La comédienne qui a conquis en quelques années le cinéma français s’attaque maintenant au théâtre avec un monologue écrit par son ami, Pascal Rambert. Pour un résultat décevant.
Les lumières sont restées allumées. Alors que les spectateurs pas tout à fait installés continuent de bavarder, une jeune femme s’avance et traverse la scène, le pas vif. Elle marque un silence, défie du regard ces dizaines de paires d’yeux qui la scrutent et se lance. Cette jeune femme, c’est Lyna Khoudri, vêtue d’une salopette beige, de bottines qui font clac-clac quand elle se meut sur la scène, une mèche bleue dans les cheveux et le visage entouré de grandes créoles dorées. La jeune actrice est connue surtout pour ses rôles au cinéma. Elle a émergé comme un astre dans Papicha de Mounia Meddour qui lui a valu le César du meilleur espoir féminin, avant de confirmer son talent avec ses rôles dans Gagarine et The French Dispatch.
L’incarnation
C’est son ami Pascal Rambert qui l’a invitée à réciter ce court monologue – seulement quarante minute – joué en duo avec un autre, Ranger, interprété par le comédien Jacques Weber. Le dramaturge a rencontré l’actrice alors qu’elle étudiait dans une formation dédiée à promouvoir la diversité chez les comédiens. Maintenant que Lyna Khoudri est en orbite dans le monde du cinéma français, on s’attend à quelque chose de forcément grand, à la hauteur de son talent. Pourtant, quelque chose se grippe dans la mécanique de son jeu dès les premières phrases.

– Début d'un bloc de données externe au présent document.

use bytes::{Buf, BufMut, BytesMut};
use nvwire_ext::{ExtModule, Value};
use serde::ser::{Serialize, Serializer};

use crate::error::{Result, RpcError};

/// Message type: request.
pub const REQUEST: u8 = 0;
/// Message type: response.
pub const RESPONSE: u8 = 1;
/// Message type: notification.
pub const NOTIFICATION: u8 = 2;

/// A msgpack-RPC message.
///
/// Wire format (each a msgpack array):
/// ```text
/// request       [0, msgid, method, params]
/// response      [1, msgid, error, result]
/// notification  [2, method, params]
/// ```
#[derive(Debug, Clone, PartialEq)]
pub enum Message {
    Request {
        id: u32,
        method: String,
        params: Vec<Value>,
    },
    Response {
        id: u32,
        error: Value,
        result: Value,
    },
    Notification {
        method: String,
        params: Vec<Value>,
    },
}

impl Message {
    /// Short name of the message type, for logs.
    pub fn kind(&self) -> &'static str {
        match self {
            Message::Request { .. } => "request",
            Message::Response { .. } => "response",
            Message::Notification { .. } => "notification",
        }
    }
}

impl Serialize for Message {
    fn serialize<S: Serializer>(&self, serializer: S) -> std::result::Result<S::Ok, S::Error> {
        match self {
            Message::Request { id, method, params } => {
                (REQUEST, *id, method.as_str(), params).serialize(serializer)
            }
            Message::Response { id, error, result } => {
                (RESPONSE, *id, error, result).serialize(serializer)
            }
            Message::Notification { method, params } => {
                (NOTIFICATION, method.as_str(), params).serialize(serializer)
            }
        }
    }
}

impl TryFrom<Value> for Message {
    type Error = RpcError;

    fn try_from(value: Value) -> Result<Self> {
        let Value::Array(items) = value else {
            return Err(invalid(format!("expected array, found {}", value.kind())));
        };

        let len = items.len();
        let mut items = items.into_iter();
        let kind = items
            .next()
            .and_then(|kind| kind.as_i64())
            .ok_or_else(|| invalid("missing message type".to_string()))?;

        match (kind, len) {
            (k, 4) if k == i64::from(REQUEST) => Ok(Message::Request {
                id: take_id(items.next())?,
                method: take_string(items.next())?,
                params: take_params(items.next())?,
            }),
            (k, 4) if k == i64::from(RESPONSE) => Ok(Message::Response {
                id: take_id(items.next())?,
                error: items.next().unwrap_or_default(),
                result: items.next().unwrap_or_default(),
            }),
            (k, 3) if k == i64::from(NOTIFICATION) => Ok(Message::Notification {
                method: take_string(items.next())?,
                params: take_params(items.next())?,
            }),
            (kind, len) => Err(invalid(format!(
                "unsupported message type {kind} with {len} elements"
            ))),
        }
    }
}

/// Encode a message and append it to `dst`.
pub fn encode_message(
    message: &Message,
    module: &ExtModule,
    max_message_size: usize,
    dst: &mut BytesMut,
) -> Result<()> {
    let bytes = module.to_vec(message)?;
    if bytes.len() > max_message_size {
        return Err(RpcError::MessageTooLarge {
            size: bytes.len(),
            max: max_message_size,
        });
    }
    dst.reserve(bytes.len());
    dst.put_slice(&bytes);
    Ok(())
}

/// Decode one message from the front of a buffer.
///
/// Returns `Ok(None)` if the buffer doesn't contain a complete message yet.
/// On success, consumes exactly the message bytes from the buffer. Handles
/// in the message are bound to `module`'s channel.
pub fn decode_message(
    src: &mut BytesMut,
    module: &ExtModule,
    max_message_size: usize,
) -> Result<Option<Message>> {
    if src.is_empty() {
        return Ok(None);
    }

    match module.decode_prefix::<Value>(&src[..])? {
        None if src.len() > max_message_size => Err(RpcError::MessageTooLarge {
            size: src.len(),
            max: max_message_size,
        }),
        None => Ok(None), // Need more data
        Some((_, used)) if used > max_message_size => Err(RpcError::MessageTooLarge {
            size: used,
            max: max_message_size,
        }),
        Some((value, used)) => {
            src.advance(used);
            Message::try_from(value).map(Some)
        }
    }
}

/// Convert a response error object into [`RpcError::Remote`].
///
/// The editor reports errors as `[kind, message]`.
pub fn remote_error(error: Value) -> RpcError {
    match error {
        Value::Array(items) => {
            if let [Value::Integer(kind), Value::String(message)] = items.as_slice() {
                return RpcError::Remote {
                    kind: Some(*kind),
                    message: message.clone(),
                };
            }
            RpcError::Remote {
                kind: None,
                message: Value::Array(items).to_string(),
            }
        }
        Value::String(message) => RpcError::Remote {
            kind: None,
            message,
        },
        other => RpcError::Remote {
            kind: None,
            message: other.to_string(),
        },
    }
}

fn take_id(value: Option<Value>) -> Result<u32> {
    value
        .as_ref()
        .and_then(Value::as_i64)
        .and_then(|id| u32::try_from(id).ok())
        .ok_or_else(|| invalid("msgid is not a u32".to_string()))
}

fn take_string(value: Option<Value>) -> Result<String> {
    match value {
        Some(Value::String(method)) => Ok(method),
        _ => Err(invalid("method is not a string".to_string())),
    }
}

fn take_params(value: Option<Value>) -> Result<Vec<Value>> {
    match value {
        Some(Value::Array(params)) => Ok(params),
        _ => Err(invalid("params is not an array".to_string())),
    }
}

fn invalid(reason: String) -> RpcError {
    RpcError::InvalidMessage(reason)
}

#[cfg(test)]
mod tests {
    use nvwire_ext::{Buffer, ExtError, RecordingChannel, Window};

    use super::*;
    use crate::config::DEFAULT_MAX_MESSAGE;

    fn module() -> ExtModule {
        ExtModule::new(RecordingChannel::shared())
    }

    #[test]
    fn request_wire_layout() {
        let module = module();
        let mut buf = BytesMut::new();
        let request = Message::Request {
            id: 1,
            method: "nvim_buf_get_name".to_string(),
            params: vec![Value::from(Buffer::new(module.channel().clone(), 42))],
        };
        encode_message(&request, &module, DEFAULT_MAX_MESSAGE, &mut buf).unwrap();

        let mut expected = Vec::new();
        rmp::encode::write_array_len(&mut expected, 4).unwrap();
        rmp::encode::write_uint(&mut expected, 0).unwrap();
        rmp::encode::write_uint(&mut expected, 1).unwrap();
        rmp::encode::write_str(&mut expected, "nvim_buf_get_name").unwrap();
        rmp::encode::write_array_len(&mut expected, 1).unwrap();
        expected.extend_from_slice(&[0xd4, 0x00, 0x2a]);
        assert_eq!(buf.as_ref(), expected.as_slice());
    }

    #[test]
    fn decode_multiple_messages() {
        let module = module();
        let channel = module.channel().clone();
        let mut buf = BytesMut::new();
        let first = Message::Response {
            id: 7,
            error: Value::Nil,
            result: Value::from(Window::new(channel, 1000)),
        };
        let second = Message::Notification {
            method: "nvim_buf_lines_event".to_string(),
            params: vec![Value::from(true)],
        };
        encode_message(&first, &module, DEFAULT_MAX_MESSAGE, &mut buf).unwrap();
        encode_message(&second, &module, DEFAULT_MAX_MESSAGE, &mut buf).unwrap();

        let m1 = decode_message(&mut buf, &module, DEFAULT_MAX_MESSAGE)
            .unwrap()
            .unwrap();
        let m2 = decode_message(&mut buf, &module, DEFAULT_MAX_MESSAGE)
            .unwrap()
            .unwrap();
        assert_eq!(m1, first);
        assert_eq!(m2, second);
        assert!(buf.is_empty());
    }

    #[test]
    fn decode_incomplete_message() {
        let module = module();
        let mut buf = BytesMut::new();
        let request = Message::Request {
            id: 3,
            method: "nvim_get_current_buf".to_string(),
            params: vec![],
        };
        encode_message(&request, &module, DEFAULT_MAX_MESSAGE, &mut buf).unwrap();
        let full = buf.len();
        buf.truncate(full - 4);

        assert!(decode_message(&mut buf, &module, DEFAULT_MAX_MESSAGE)
            .unwrap()
            .is_none());
        assert_eq!(buf.len(), full - 4);
    }

    #[test]
    fn decode_rejects_non_rpc_value() {
        let module = module();
        let mut buf = BytesMut::from(&[0x93, 0x05, 0x01, 0x02][..]);
        let err = decode_message(&mut buf, &module, DEFAULT_MAX_MESSAGE).unwrap_err();
        assert!(matches!(err, RpcError::InvalidMessage(_)));

        let mut buf = BytesMut::from(&[0xa3, b'a', b'b', b'c'][..]);
        let err = decode_message(&mut buf, &module, DEFAULT_MAX_MESSAGE).unwrap_err();
        assert!(matches!(err, RpcError::InvalidMessage(_)));
    }

    #[test]
    fn decode_surfaces_handle_errors() {
        let module = module();
        // [1, 0, nil, ext(9, 0x01)]
        let mut buf = BytesMut::from(&[0x94, 0x01, 0x00, 0xc0, 0xd4, 0x09, 0x01][..]);
        let err = decode_message(&mut buf, &module, DEFAULT_MAX_MESSAGE).unwrap_err();
        assert!(matches!(
            err,
            RpcError::Codec(ExtError::UnknownExtensionType(9))
        ));
    }

    #[test]
    fn oversized_partial_message() {
        let module = module();
        // array of 4 whose string element claims 200 bytes
        let mut buf = BytesMut::from(&[0x94, 0x00, 0x01, 0xd9, 200, b'x', b'y'][..]);
        let err = decode_message(&mut buf, &module, 4).unwrap_err();
        assert!(matches!(err, RpcError::MessageTooLarge { max: 4, .. }));
    }

    #[test]
    fn oversized_complete_message() {
        let module = module();
        let mut buf = BytesMut::new();
        let note = Message::Notification {
            method: "nvim_buf_lines_event".to_string(),
            params: vec![Value::from("x".repeat(48))],
        };
        encode_message(&note, &module, DEFAULT_MAX_MESSAGE, &mut buf).unwrap();
        let len = buf.len();

        let err = decode_message(&mut buf, &module, 16).unwrap_err();
        assert!(
            matches!(err, RpcError::MessageTooLarge { size, max: 16 } if size == len),
            "{err:?}"
        );
        assert_eq!(buf.len(), len);
    }

    #[test]
    fn encode_rejects_oversized_message() {
        let module = module();
        let mut buf = BytesMut::new();
        let note = Message::Notification {
            method: "nvim_command".to_string(),
            params: vec![Value::from("x".repeat(64))],
        };
        let err = encode_message(&note, &module, 16, &mut buf).unwrap_err();
        assert!(matches!(err, RpcError::MessageTooLarge { max: 16, .. }));
        assert!(buf.is_empty());
    }

    #[test]
    fn remote_error_shapes() {
        let err = remote_error(Value::Array(vec![
            Value::from(0),
            Value::from("Invalid buffer id: 99"),
        ]));
        assert!(matches!(
            err,
            RpcError::Remote { kind: Some(0), ref message } if message == "Invalid buffer id: 99"
        ));

        let err = remote_error(Value::from("boom"));
        assert!(matches!(err, RpcError::Remote { kind: None, ref message } if message == "boom"));
    }
}
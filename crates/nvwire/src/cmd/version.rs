use nvwire_ext::ExtTag;

use crate::cmd::VersionArgs;
use crate::exit::{CliResult, SUCCESS};

pub fn run(args: VersionArgs) -> CliResult<i32> {
    println!("nvwire {}", env!("CARGO_PKG_VERSION"));
    if !args.extended {
        return Ok(SUCCESS);
    }

    println!("target: {}", env!("NVWIRE_BUILD_TARGET"));
    println!("features: async={}, cli=true", cfg!(feature = "async"));
    for tag in ExtTag::ALL {
        println!(
            "handle: {} tag={} prefix={}",
            tag.name(),
            tag.code(),
            tag.api_prefix()
        );
    }

    Ok(SUCCESS)
}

Déguisée en laveuse de vitre, l’actrice raconte la morosité du quotidien, ses envies de fuite, de ne pas mener la vie que lui promettait son bac+5 parce que oui c’est possible d’être laveuse de vitre et d’avoir bac+5. Elle raconte, tout d’un trait, sa rencontre avec Sandrine, qui n’a pas bac+5 elle, mais qu’elle aime comme elle est, dit son mépris de ceux qui sont de l’autre côté, ceux qui ont bac+5 et qui méprisent les gens comme Sandrine. Elle vide son sac. Avant de perdre, littéralement dans l’histoire, son sac.
Le texte, magnifique et déclamé tout d’un coup, est parfois ponctué de déplacements dans la salle. Lyna Khoudri se déplace et longe le public, fait un court numéro de claquettes avant de reprendre son très court texte. On ne désire rien d’autre que d’être convaincu mais il y a dans sa voix une tonalité qui manque. Comme si la comédienne ne parvenait pas à habiter pleinement ce personnage. C’est l’écueil des monologues, on doit être transporté tout de suite sinon il y a cette petite musique monocorde dans la voix qui s’installe. On a l’impression d’entendre quelque chose de récité. Et on ne parvient plus à voir la dureté de la vie même quand on a bac+5, les soupirs de Sandrine et la colère du personnage.
Perdre son sac, un monologue de Pascal Rambert interprété par Lyna Khoudri aux Bouffes du Nord, du 2 au 18 février 2023. Du 28 au 31 mars à la Comédie de Béthune, les 5 et 6 avril au théâtre municipal de Villefranche, le 13 avril au Canal de Redon.